• _Your instructions_
Search the data for the word "both" and copy every line that contains it.

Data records
•••••

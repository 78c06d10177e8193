//! One case document's extracted text, in both layouts the parsers need.

/// Replace every newline run with a single space.
///
/// Many field labels and their values span line breaks in the source
/// layout, so several extractors match against the flattened text
/// instead of the original. Idempotent.
pub fn flatten(text: &str) -> String {
    let mut out = String::with_capacity(text.len());
    let mut in_break = false;
    for ch in text.chars() {
        if ch == '\n' || ch == '\r' {
            in_break = true;
        } else {
            if in_break {
                out.push(' ');
                in_break = false;
            }
            out.push(ch);
        }
    }
    if in_break {
        out.push(' ');
    }
    out
}

/// One case document: identifier plus its full text in both layouts.
///
/// `flat_text` is computed once at construction since every extractor
/// needs it; documents are immutable after creation.
#[derive(Debug, Clone, serde::Serialize, serde::Deserialize)]
pub struct Document {
    pub id: String,
    pub full_text: String,
    pub flat_text: String,
}

impl Document {
    pub fn new(id: impl Into<String>, full_text: impl Into<String>) -> Self {
        let full_text = full_text.into();
        let flat_text = flatten(&full_text);
        Self {
            id: id.into(),
            full_text,
            flat_text,
        }
    }

    /// True when text extraction produced nothing usable.
    pub fn is_empty(&self) -> bool {
        self.full_text.trim().is_empty()
    }
}

#[cfg(test)]
mod tests {
    use super::*;
    use pretty_assertions::assert_eq;
    use proptest::prelude::*;

    #[test]
    fn flatten_replaces_newlines_with_spaces() {
        assert_eq!(flatten("a\nb\nc"), "a b c");
        assert_eq!(flatten("a\r\nb"), "a b");
    }

    #[test]
    fn flatten_collapses_newline_runs() {
        assert_eq!(flatten("a\n\n\nb"), "a b");
    }

    #[test]
    fn document_caches_flat_text() {
        let doc = Document::new("d1", "County: 01\nCase Number: X");
        assert_eq!(doc.flat_text, "County: 01 Case Number: X");
    }

    #[test]
    fn empty_document_detected() {
        assert!(Document::new("d1", "  \n ").is_empty());
        assert!(!Document::new("d2", "text").is_empty());
    }

    proptest! {
        #[test]
        fn flatten_is_idempotent(s in "\\PC{0,200}") {
            let once = flatten(&s);
            prop_assert_eq!(flatten(&once), once);
        }

        #[test]
        fn flatten_output_has_no_newlines(s in "[a-z\\n\\r ]{0,100}") {
            prop_assert!(!flatten(&s).contains('\n'));
        }
    }
}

•••••

• _Result of this task_
//! One case document's extracted text, in both layouts the parsers need.
/// One case document: identifier plus its full text in both layouts.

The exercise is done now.